Bujumbura.orgBurundi city guide

Economy & working life

Business in Bujumbura

Bujumbura is Burundi's commercial engine — the port, the banks, the biggest markets and most of the formal jobs are here. Even after the political capital moved to Gitega in 2019, the lakeside city remains where money, trade and business travellers still gravitate. This hub explains how it all works.

Start here

The business guides

Still the economic capital

In December 2018 the government confirmed that Gitega, in the central highlands, would become Burundi's political capital, and the transfer of institutions began in earnest in 2019. But that decision moved the presidency and much of the administration — not the economy. Bujumbura remains the country's largest city by a wide margin, its main commercial centre, and the place foreign firms, banks, importers and aid agencies base themselves. If you are coming to Burundi to do business, you are almost certainly coming here first. For the longer story of how the city grew into that role, see our overview of modern Bujumbura.

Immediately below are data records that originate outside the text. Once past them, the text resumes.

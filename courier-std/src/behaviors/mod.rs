//! Built-in behaviors.
//!
//! - [`LoggingBehavior`] / [`StreamLoggingBehavior`] - structured call logging
//! - [`CachingBehavior`] - serves cacheable requests from a cache provider
//! - [`ValidationBehavior`] - runs every validator before the handler
//! - [`TimeoutBehavior`] - bounds the rest of the pipeline in time

mod caching;
mod logging;
mod timeout;
mod validation;

pub use caching::{CachingBehavior, CachingOptions};
pub use logging::{LoggingBehavior, StreamLoggingBehavior};
pub use timeout::TimeoutBehavior;
pub use validation::{ValidationBehavior, ValidatorTable};
//! Service registrations.

use super::provider::ServiceProvider;
use courier_core::{AnyArc, Container, Lifetime, ResolveError, ServiceKey};
use std::{any::TypeId, collections::HashMap, fmt, sync::Arc};

/// How long a resolved service instance lives.
#[derive(Debug, Clone, Copy, PartialEq, Eq, Hash)]
pub enum ServiceLifetime {
    /// One instance per root container, created on first resolve.
    Singleton,
    /// One instance per scope; root containers refuse to resolve it.
    Scoped,
    /// A new instance on every resolve.
    Transient,
}

impl ServiceLifetime {
    /// Returns `true` if resolved instances are cached.
    #[inline]
    pub fn is_cached(&self) -> bool {
        matches!(self, ServiceLifetime::Singleton | ServiceLifetime::Scoped)
    }
}

/// Handler lifetimes map onto service lifetimes one to one.
impl From<Lifetime> for ServiceLifetime {
    fn from(lifetime: Lifetime) -> Self {
        match lifetime {
            Lifetime::Reusable => ServiceLifetime::Singleton,
            Lifetime::CallScoped => ServiceLifetime::Transient,
            Lifetime::ScopeScoped => ServiceLifetime::Scoped,
        }
    }
}

impl fmt::Display for ServiceLifetime {
    fn fmt(&self, f: &mut fmt::Formatter<'_>) -> fmt::Result {
        match self {
            ServiceLifetime::Singleton => write!(f, "Singleton"),
            ServiceLifetime::Scoped => write!(f, "Scoped"),
            ServiceLifetime::Transient => write!(f, "Transient"),
        }
    }
}

/// A type-erased service factory.
///
/// The container passed in is the one the service is being resolved from,
/// except for singletons, which always receive the root.
pub type ServiceFactory = Arc<dyn Fn(&dyn Container) -> Result<AnyArc, ResolveError> + Send + Sync>;

#[derive(Clone)]
pub(crate) enum Source {
    Instance(AnyArc),
    Factory(ServiceFactory),
}

#[derive(Clone)]
pub(crate) struct Registration {
    pub(crate) key: ServiceKey,
    pub(crate) lifetime: ServiceLifetime,
    pub(crate) source: Source,
}

impl Registration {
    pub(crate) fn create(&self, container: &dyn Container) -> Result<AnyArc, ResolveError> {
        match &self.source {
            Source::Instance(instance) => Ok(instance.clone()),
            Source::Factory(factory) => factory(container),
        }
    }
}

/// Builder for a [`ServiceProvider`].
///
/// Registering the same service type twice replaces the earlier
/// registration.
///
/// # Example
///
/// ```rust,ignore
/// let mut services = ServiceCollection::new();
/// services
///     .add_singleton(Config::from_env())
///     .add_scoped_factory(|c| Ok(UnitOfWork::begin(c.resolve::<Pool>()?)));
/// let provider = services.build();
/// ```
#[derive(Default, Clone)]
pub struct ServiceCollection {
    registrations: HashMap<TypeId, Registration>,
}

impl ServiceCollection {
    /// Create an empty collection.
    pub fn new() -> Self {
        Self::default()
    }

    /// Register an existing instance as a singleton.
    pub fn add_singleton<T: Send + Sync + 'static>(&mut self, instance: T) -> &mut Self {
        self.add_shared(Arc::new(instance))
    }

    /// Register an already shared instance as a singleton.
    pub fn add_shared<T: Send + Sync + 'static>(&mut self, instance: Arc<T>) -> &mut Self {
        self.insert(Registration {
            key: ServiceKey::of::<T>(),
            lifetime: ServiceLifetime::Singleton,
            source: Source::Instance(instance),
        })
    }

    /// Register a singleton created lazily on first resolve.
    pub fn add_singleton_factory<T, F>(&mut self, factory: F) -> &mut Self
    where
        T: Send + Sync + 'static,
        F: Fn(&dyn Container) -> Result<T, ResolveError> + Send + Sync + 'static,
    {
        self.add_factory(ServiceLifetime::Singleton, factory)
    }

    /// Register a service created once per scope.
    pub fn add_scoped_factory<T, F>(&mut self, factory: F) -> &mut Self
    where
        T: Send + Sync + 'static,
        F: Fn(&dyn Container) -> Result<T, ResolveError> + Send + Sync + 'static,
    {
        self.add_factory(ServiceLifetime::Scoped, factory)
    }

    /// Register a service created on every resolve.
    pub fn add_transient_factory<T, F>(&mut self, factory: F) -> &mut Self
    where
        T: Send + Sync + 'static,
        F: Fn(&dyn Container) -> Result<T, ResolveError> + Send + Sync + 'static,
    {
        self.add_factory(ServiceLifetime::Transient, factory)
    }

    /// Register a typed factory with an explicit lifetime.
    pub fn add_factory<T, F>(&mut self, lifetime: ServiceLifetime, factory: F) -> &mut Self
    where
        T: Send + Sync + 'static,
        F: Fn(&dyn Container) -> Result<T, ResolveError> + Send + Sync + 'static,
    {
        let erased: ServiceFactory = Arc::new(move |container: &dyn Container| {
            factory(container).map(|service| Arc::new(service) as AnyArc)
        });
        self.add(ServiceKey::of::<T>(), lifetime, erased)
    }

    /// Register an erased factory under `key`.
    ///
    /// The factory must produce an instance whose concrete type matches the
    /// key, otherwise typed resolution fails with
    /// [`ResolveError::TypeMismatch`].
    pub fn add(&mut self, key: ServiceKey, lifetime: ServiceLifetime, factory: ServiceFactory) -> &mut Self {
        self.insert(Registration {
            key,
            lifetime,
            source: Source::Factory(factory),
        })
    }

    /// Returns `true` if `T` is registered.
    pub fn contains<T: ?Sized + 'static>(&self) -> bool {
        self.registrations.contains_key(&TypeId::of::<T>())
    }

    /// The lifetime `T` is registered with.
    pub fn lifetime_of<T: ?Sized + 'static>(&self) -> Option<ServiceLifetime> {
        self.registrations
            .get(&TypeId::of::<T>())
            .map(|registration| registration.lifetime)
    }

    /// The number of registered services.
    pub fn len(&self) -> usize {
        self.registrations.len()
    }

    /// Returns `true` if nothing is registered.
    pub fn is_empty(&self) -> bool {
        self.registrations.is_empty()
    }

    /// Freeze the registrations into a root container.
    pub fn build(self) -> ServiceProvider {
        ServiceProvider::new(self.registrations)
    }

    fn insert(&mut self, registration: Registration) -> &mut Self {
        self.registrations
            .insert(registration.key.type_id(), registration);
        self
    }
}

impl fmt::Debug for ServiceCollection {
    fn fmt(&self, f: &mut fmt::Formatter<'_>) -> fmt::Result {
        f.debug_list()
            .entries(
                self.registrations
                    .values()
                    .map(|registration| (registration.key, registration.lifetime)),
            )
            .finish()
    }
}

The reasons are geographic. Bujumbura sits at the northern tip of Lake Tanganyika, where the Rusizi plain meets the water, giving it the flattest developable land in a mountainous country, the main international airport, and — crucially — a lake port. That combination made it the colonial and post-independence hub, and inertia, infrastructure and habit keep it there. Practically, that means the professionals, importers, exporters and aid workers who drive the formal economy still cluster in the lakeside city, and business travellers overwhelmingly base themselves here rather than in the highland capital.

The port and the lake trade

Burundi is landlocked, and the mountains to the east make road freight to the Indian Ocean slow and expensive. So a surprising share of the country's imports and exports move by water. The Port of Bujumbura connects by cargo boat to Kigoma in Tanzania (from where a railway runs on to the port of Dar es Salaam) and to Mpulungu in Zambia at the lake's southern end. Fuel, cement, building materials and consumer goods come in; coffee, tea and minerals go out. When the lake route is disrupted — by weather, boat availability or regional politics — prices in the city move quickly, which tells you how central it still is. Overland routes through Tanzania, Rwanda and toward Mombasa in Kenya carry the rest, but the lake corridor remains the cheapest way to shift heavy freight, and it is a large part of why the harbour is treated as a strategic national asset.

What the city sells

Burundi's formal export earnings lean heavily on two crops. Coffee — mostly high-grown washed arabica processed at hundreds of small washing stations — has long been the top foreign-currency earner, followed by tea from the highland estates. Both are grown upcountry but marketed, financed and shipped through Bujumbura. You can taste the better lots in the city's cafés, several of which now roast local beans. Beyond agriculture, the city hosts light manufacturing (drinks, soap, textiles, construction materials), telecoms, and a growing services layer. None of these rivals coffee and tea for export earnings, but together they provide much of the formal wage employment that exists, and they are where a good deal of local investment and entrepreneurship is directed.

Alongside the formal economy runs a vast informal one. Most Burundians make their living through subsistence farming, petty trade and day labour, and in the city that translates into a dense fabric of street vendors, market stalls, moto-taxi drivers and small workshops. The central market and its successors are the beating heart of this trade. For a visitor or newcomer, this informal layer is impossible to miss: it is the noise, colour and hustle of the streets, and it is where the majority of everyday buying and selling actually takes place, largely outside any formal ledger.

Banks, cash and doing business

Bujumbura has the head offices of Burundi's commercial banks, the central bank, and a scattering of microfinance institutions that reach small traders and farmers. That said, this is still very much a cash economy. Card acceptance is thin outside a handful of top hotels, ATMs are limited and can run out of notes, and the Burundian franc is not a currency you will find abroad. Read our guide to money and currency before you arrive, and plan to carry clean, recent US dollar bills to change locally, since worn or older notes are often refused or discounted.

Exchange rates, import rules, fuel availability and the gap between official and parallel-market rates all shift frequently in Burundi. Treat any figure you read — here or elsewhere — as indicative, and confirm the current position with your bank, a local partner or your embassy before committing money.

Doing business here rewards patience and relationships. Bureaucracy is heavy, procedures can be slow, and having a trusted local partner or fixer makes an enormous difference. French is the main language of commerce and administration, alongside Kirundi, so budget for translation and interpretation if you only speak English, and do not assume documents or officials will operate in English. If you are relocating rather than just visiting, our living in Bujumbura guide covers housing, schools and the daily practicalities, and the events page rounds up the seasonal happenings that punctuate the working year. Above all, check your government's current travel advice: conditions in Burundi can change, and both business and security realities deserve up-to-date, local verification.